Aim/Background: In the multicohort, phase 1B KEYNOTE-001 study, the anti-PD-1 antibody pembro provided a 19.4% ORR in 495 pts with previously treated or treatment-naive NSCLC; ORR was 45.2% in pts with membranous PD-L1 expression in ≥50% of tumor cells (tumor proportion score [TPS] ≥50%). We present data for the 22 pts with previously treated NSCLC from Korea enrolled in KEYNOTE-001. Methods: Pts received pembro 10 mg/kg Q3W (n = 14) or 10 mg/kg Q2W (n = 8) until confirmed progression, intolerable toxicity, or investigator decision. Response was assessed every 9 wk per RECIST v1.1 by central review. PD-L1 expression in tumors was assessed by immunohistochemistry using a clinical trial assay. Pts were evaluable for PD-L1 only if tumor slides were prepared within 6 mo of staining and a PD-L1 TPS could be assigned. Results: Median age was 60.5 y (range 41-80), 77.3% of pts were men, 77.3% were former smokers, 63.6% had nonsquamous histology, and 18.2% had EGFR mutation. All pts received ≥1 prior therapy, including 31.8% who received ≥4 prior therapies. Nine (40.9%) pts experienced ≥1 treatment-related AE, only 1 of whom experienced events of grade ≥3 severity (grade 4 cardiac tamponade and grade 3 elevated ALT and bilirubin). One case of pneumonitis (grade 2 severity) was reported. No pts experienced treatment-related death or discontinued for a treatment-related AE. ORR was 27.3% overall and 75.0% in pts with TPS ≥50% (Table). At data cutoff, 4 of 6 (66.7%) responders were alive, progression free, and without new anticancer treatment; median duration of response was not reached (NR) (range 2.3+ to 6.6+ mo).

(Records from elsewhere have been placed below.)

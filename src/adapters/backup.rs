//! Rotating copies of the library database, taken when it is opened.

use std::fs;
use std::io;
use std::path::{Path, PathBuf};
use std::time::SystemTime;

use chrono::Utc;
use tracing::{info, warn};

/// How many copies to keep and where
#[derive(Debug, Clone)]
pub struct BackupPolicy {
    pub dir: PathBuf,
    pub keep: usize,
}

impl BackupPolicy {
    pub fn new(dir: impl Into<PathBuf>, keep: usize) -> Self {
        Self {
            dir: dir.into(),
            keep,
        }
    }

    /// Copy `source` into the backup directory, pruning the oldest copies
    /// so that at most `keep` remain. Returns the new backup path, or
    /// `None` if there was nothing to back up.
    pub fn backup(&self, source: &Path) -> io::Result<Option<PathBuf>> {
        if self.keep == 0 || !source.is_file() {
            return Ok(None);
        }

        fs::create_dir_all(&self.dir)?;

        let mut existing: Vec<(SystemTime, PathBuf)> = fs::read_dir(&self.dir)?
            .filter_map(|entry| entry.ok())
            .filter(|entry| entry.path().is_file())
            .map(|entry| {
                let modified = entry
                    .metadata()
                    .and_then(|m| m.modified())
                    .unwrap_or(SystemTime::UNIX_EPOCH);
                (modified, entry.path())
            })
            .collect();
        existing.sort();

        while existing.len() >= self.keep {
            let (_, oldest) = existing.remove(0);
            match fs::remove_file(&oldest) {
                Ok(()) => info!("Removed old backup: {}", oldest.display()),
                Err(e) => warn!("Failed to remove old backup {}: {}", oldest.display(), e),
            }
        }

        let stem = source
            .file_stem()
            .map(|s| s.to_string_lossy().to_string())
            .unwrap_or_else(|| "library".to_string());
        let ext = source
            .extension()
            .map(|e| e.to_string_lossy().to_string())
            .unwrap_or_else(|| "db".to_string());
        let target = self.dir.join(format!(
            "{}-{}.{}",
            stem,
            Utc::now().format("%Y%m%d-%H%M%S%.3f"),
            ext
        ));

        fs::copy(source, &target)?;
        info!("Library copied to backup: {}", target.display());

        Ok(Some(target))
    }
}

#[cfg(test)]
mod tests {
    use super::*;
    use filetime::FileTime;
    use tempfile::TempDir;

    fn count(dir: &Path) -> usize {
        fs::read_dir(dir).unwrap().count()
    }

    #[test]
    fn test_missing_source_is_skipped() {
        let temp = TempDir::new().unwrap();
        let policy = BackupPolicy::new(temp.path().join("backup"), 4);
        let result = policy.backup(&temp.path().join("library.db")).unwrap();
        assert!(result.is_none());
    }

    #[test]
    fn test_zero_keep_disables_backups() {
        let temp = TempDir::new().unwrap();
        let source = temp.path().join("library.db");
        fs::write(&source, b"data").unwrap();

        let policy = BackupPolicy::new(temp.path().join("backup"), 0);
        assert!(policy.backup(&source).unwrap().is_none());
        assert!(!temp.path().join("backup").exists());
    }

    #[test]
    fn test_rotation_drops_oldest() {
        let temp = TempDir::new().unwrap();
        let source = temp.path().join("library.db");
        fs::write(&source, b"data").unwrap();

        let backup_dir = temp.path().join("backup");
        fs::create_dir_all(&backup_dir).unwrap();

        // Three pre-existing backups, oldest first
        for (i, name) in ["a.db", "b.db", "c.db"].iter().enumerate() {
            let path = backup_dir.join(name);
            fs::write(&path, b"old").unwrap();
            let mtime = FileTime::from_unix_time(1_000_000 + i as i64 * 100, 0);
            filetime::set_file_mtime(&path, mtime).unwrap();
        }

        let policy = BackupPolicy::new(&backup_dir, 3);
        let created = policy.backup(&source).unwrap().unwrap();

        assert!(created.exists());
        assert_eq!(count(&backup_dir), 3);
        assert!(!backup_dir.join("a.db").exists());
        assert!(backup_dir.join("b.db").exists());
        assert!(backup_dir.join("c.db").exists());
        assert!(created
            .file_name()
            .unwrap()
            .to_string_lossy()
            .starts_with("library-"));
    }
}
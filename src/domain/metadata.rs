//! Catalog entry schema and validation rules.

use chrono::{DateTime, Utc};
use serde::{Deserialize, Serialize};
use thiserror::Error;
use uuid::Uuid;

use super::platform::{Platform, PlatformKind};

/// Kind of media an archive holds
#[derive(Debug, Clone, Copy, Default, PartialEq, Eq, Hash, Serialize, Deserialize)]
pub enum ContentType {
    Game,
    Comic,
    Novel,
    Music,
    Anime,
    #[default]
    #[serde(other)]
    Unknown,
}

impl std::fmt::Display for ContentType {
    fn fmt(&self, f: &mut std::fmt::Formatter<'_>) -> std::fmt::Result {
        match self {
            ContentType::Unknown => write!(f, "Unknown"),
            ContentType::Game => write!(f, "Game"),
            ContentType::Comic => write!(f, "Comic"),
            ContentType::Novel => write!(f, "Novel"),
            ContentType::Music => write!(f, "Music"),
            ContentType::Anime => write!(f, "Anime"),
        }
    }
}

impl std::str::FromStr for ContentType {
    type Err = anyhow::Error;

    fn from_str(s: &str) -> anyhow::Result<Self> {
        match s.to_lowercase().as_str() {
            "unknown" => Ok(ContentType::Unknown),
            "game" => Ok(ContentType::Game),
            "comic" | "manga" => Ok(ContentType::Comic),
            "novel" => Ok(ContentType::Novel),
            "music" => Ok(ContentType::Music),
            "anime" => Ok(ContentType::Anime),
            _ => anyhow::bail!("Unknown content type: {}", s),
        }
    }
}

/// A free-form label attached to a record
#[derive(Debug, Clone, PartialEq, Eq, Serialize, Deserialize)]
pub struct Tag {
    pub name: String,

    #[serde(default)]
    pub category: Option<String>,
}

impl Tag {
    pub fn new(name: impl Into<String>) -> Self {
        Self {
            name: name.into(),
            category: None,
        }
    }

    pub fn with_category(mut self, category: impl Into<String>) -> Self {
        self.category = Some(category.into());
        self
    }

    /// Parse `category:name` or a bare `name`
    pub fn parse(raw: &str) -> Self {
        match raw.split_once(':') {
            Some((category, name)) if !category.trim().is_empty() => {
                Tag::new(name.trim()).with_category(category.trim())
            }
            _ => Tag::new(raw.trim()),
        }
    }
}

/// Whether an entry's archive is currently materialized somewhere.
///
/// Derived from `deployed_path`; never stored.
#[derive(Debug, Clone, Copy, PartialEq, Eq)]
pub enum DeploymentState {
    Undeployed,
    Deployed,
}

/// A single cataloged item
#[derive(Debug, Clone, PartialEq, Eq, Serialize, Deserialize)]
pub struct Metadata {
    /// Catalog key; empty until the store assigns one
    #[serde(default)]
    pub id: String,

    #[serde(default)]
    pub title: String,

    #[serde(default)]
    pub original_title: Option<String>,

    #[serde(default)]
    pub content_type: ContentType,

    #[serde(default)]
    pub platform: Platform,

    /// Storefront id for Steam/DLSite; mirrors `platform.external_id` for Other
    #[serde(default)]
    pub platform_id: Option<String>,

    #[serde(default)]
    pub description: Option<String>,

    #[serde(default)]
    pub version: Option<String>,

    #[serde(default)]
    pub developer: Option<String>,

    #[serde(default)]
    pub publisher: Option<String>,

    /// ISO-8601 calendar date, kept as text
    #[serde(default)]
    pub release_date: Option<String>,

    /// Source archive; `None` for manually cataloged entries
    #[serde(default)]
    pub archive_path: Option<String>,

    #[serde(default)]
    pub archive_password: Option<String>,

    #[serde(default)]
    pub size_bytes: Option<u64>,

    /// Where the archive is materialized; non-empty means Deployed
    #[serde(default)]
    pub deployed_path: Option<String>,

    #[serde(default)]
    pub tags: Vec<Tag>,

    #[serde(default = "Utc::now")]
    pub date_created: DateTime<Utc>,

    #[serde(default = "Utc::now")]
    pub date_updated: DateTime<Utc>,
}

impl Metadata {
    /// Create an undeployed record with no id yet
    pub fn new(title: impl Into<String>) -> Self {
        let now = Utc::now();
        Self {
            id: String::new(),
            title: title.into(),
            original_title: None,
            content_type: ContentType::Unknown,
            platform: Platform::unknown(),
            platform_id: None,
            description: None,
            version: None,
            developer: None,
            publisher: None,
            release_date: None,
            archive_path: None,
            archive_password: None,
            size_bytes: None,
            deployed_path: None,
            tags: Vec::new(),
            date_created: now,
            date_updated: now,
        }
    }

    pub fn with_id(mut self, id: impl Into<String>) -> Self {
        self.id = id.into();
        self
    }

    pub fn with_content_type(mut self, content_type: ContentType) -> Self {
        self.content_type = content_type;
        self
    }

    pub fn with_platform(mut self, platform: Platform) -> Self {
        self.platform = platform;
        self
    }

    pub fn with_platform_id(mut self, platform_id: impl Into<String>) -> Self {
        self.platform_id = Some(platform_id.into());
        self
    }

    pub fn with_archive(mut self, archive_path: impl Into<String>) -> Self {
        self.archive_path = Some(archive_path.into());
        self
    }

    pub fn with_archive_password(mut self, password: impl Into<String>) -> Self {
        self.archive_password = Some(password.into());
        self
    }

    pub fn with_tag(mut self, tag: Tag) -> Self {
        self.tags.push(tag);
        self
    }

    pub fn with_tags(mut self, tags: impl IntoIterator<Item = Tag>) -> Self {
        self.tags.extend(tags);
        self
    }

    /// Generate a fresh opaque id
    pub fn generate_id() -> String {
        Uuid::new_v4().to_string()
    }

    pub fn deployment_state(&self) -> DeploymentState {
        match self.deployed_path.as_deref() {
            Some(path) if !path.is_empty() => DeploymentState::Deployed,
            _ => DeploymentState::Undeployed,
        }
    }

    pub fn is_deployed(&self) -> bool {
        self.deployment_state() == DeploymentState::Deployed
    }

    /// Archive path if one is set and non-empty
    pub fn archive(&self) -> Option<&str> {
        self.archive_path.as_deref().filter(|p| !p.is_empty())
    }

    pub fn mark_updated(&mut self) {
        self.date_updated = Utc::now();
    }

    /// Keep the denormalized `platform_id` in step with `platform`.
    ///
    /// For `Other` the external id is authoritative; other kinds keep the
    /// caller's storefront id untouched.
    pub fn sync_platform_id(&mut self) {
        if self.platform.kind() == PlatformKind::Other {
            self.platform_id = self
                .platform
                .external_id()
                .filter(|id| !id.is_empty())
                .map(str::to_string);
        }
    }

    /// Check record-level rules. No filesystem access.
    pub fn validate(&self) -> Result<(), ValidationError> {
        if self.id.is_empty() {
            return Err(ValidationError::Empty { field: "id" });
        }
        if self.title.trim().is_empty() {
            return Err(ValidationError::Empty { field: "title" });
        }
        if matches!(self.archive_path.as_deref(), Some("")) {
            return Err(ValidationError::Empty {
                field: "archive_path",
            });
        }
        if matches!(self.deployed_path.as_deref(), Some("")) {
            return Err(ValidationError::Empty {
                field: "deployed_path",
            });
        }
        if let Some(index) = self.tags.iter().position(|t| t.name.trim().is_empty()) {
            return Err(ValidationError::EmptyTagName { index });
        }
        Ok(())
    }
}

/// A record rule violation, naming the offending field
#[derive(Debug, Clone, PartialEq, Eq, Error)]
pub enum ValidationError {
    #[error("field '{field}' must not be empty")]
    Empty { field: &'static str },

    #[error("tag #{index} has an empty name")]
    EmptyTagName { index: usize },
}

impl ValidationError {
    pub fn field(&self) -> &'static str {
        match self {
            ValidationError::Empty { field } => field,
            ValidationError::EmptyTagName { .. } => "tags",
        }
    }
}
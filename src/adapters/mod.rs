//! Adapter interfaces for external systems.
//!
//! The catalog never touches storage or archives directly. It goes through
//! two seams:
//! - [`Backend`]: document store keyed by record id
//! - [`ArchiveEngine`]: materializes and removes archive contents

pub mod backup;
pub mod local;
pub mod memory;
pub mod sqlite;

use std::io;
use std::path::Path;

use async_trait::async_trait;

use crate::domain::Metadata;

pub use local::LocalEngine;
pub use memory::MemoryBackend;
pub use sqlite::SqliteBackend;

/// Persistent store behind the catalog
#[async_trait]
pub trait Backend: Send + Sync {
    /// Human-readable backend name
    fn name(&self) -> &str;

    /// Read every stored record
    async fn load_all(&self) -> io::Result<Vec<Metadata>>;

    /// Insert or overwrite the record stored under `record.id`
    async fn save(&self, record: &Metadata) -> io::Result<()>;

    /// Remove a record; `false` if nothing was stored under `id`
    async fn delete(&self, id: &str) -> io::Result<bool>;
}

/// Engine that materializes archives on the filesystem
#[async_trait]
pub trait ArchiveEngine: Send + Sync {
    /// Human-readable engine name
    fn name(&self) -> &str;

    /// Materialize `archive` into `target`
    async fn extract(&self, archive: &Path, password: Option<&str>, target: &Path)
        -> io::Result<()>;

    /// Remove whatever a previous `extract` put at `target`
    async fn remove(&self, target: &Path) -> io::Result<()>;

    /// Build a new archive from a directory
    async fn pack(&self, source: &Path, archive: &Path, password: Option<&str>) -> io::Result<()> {
        let _ = (source, password);
        Err(io::Error::new(
            io::ErrorKind::Unsupported,
            format!(
                "{} cannot create archives ({})",
                self.name(),
                archive.display()
            ),
        ))
    }
}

Median PFS was 4.2 mo (95% CI 2.0-NR), and the 6-mo PFS rate was 40.9%. The 6-mo OS rate was 77.3%; median OS was NR (95% CI 7.0 mo-NR). (Table presented) Conclusions: As was found in the overall KEYNOTE-001 NSCLC population, pembro has a manageable safety profile and provides robust, durable antitumor activity in pts from Korea with previously treated NSCLC, particularly those with PD-L1 TPS ≥50%.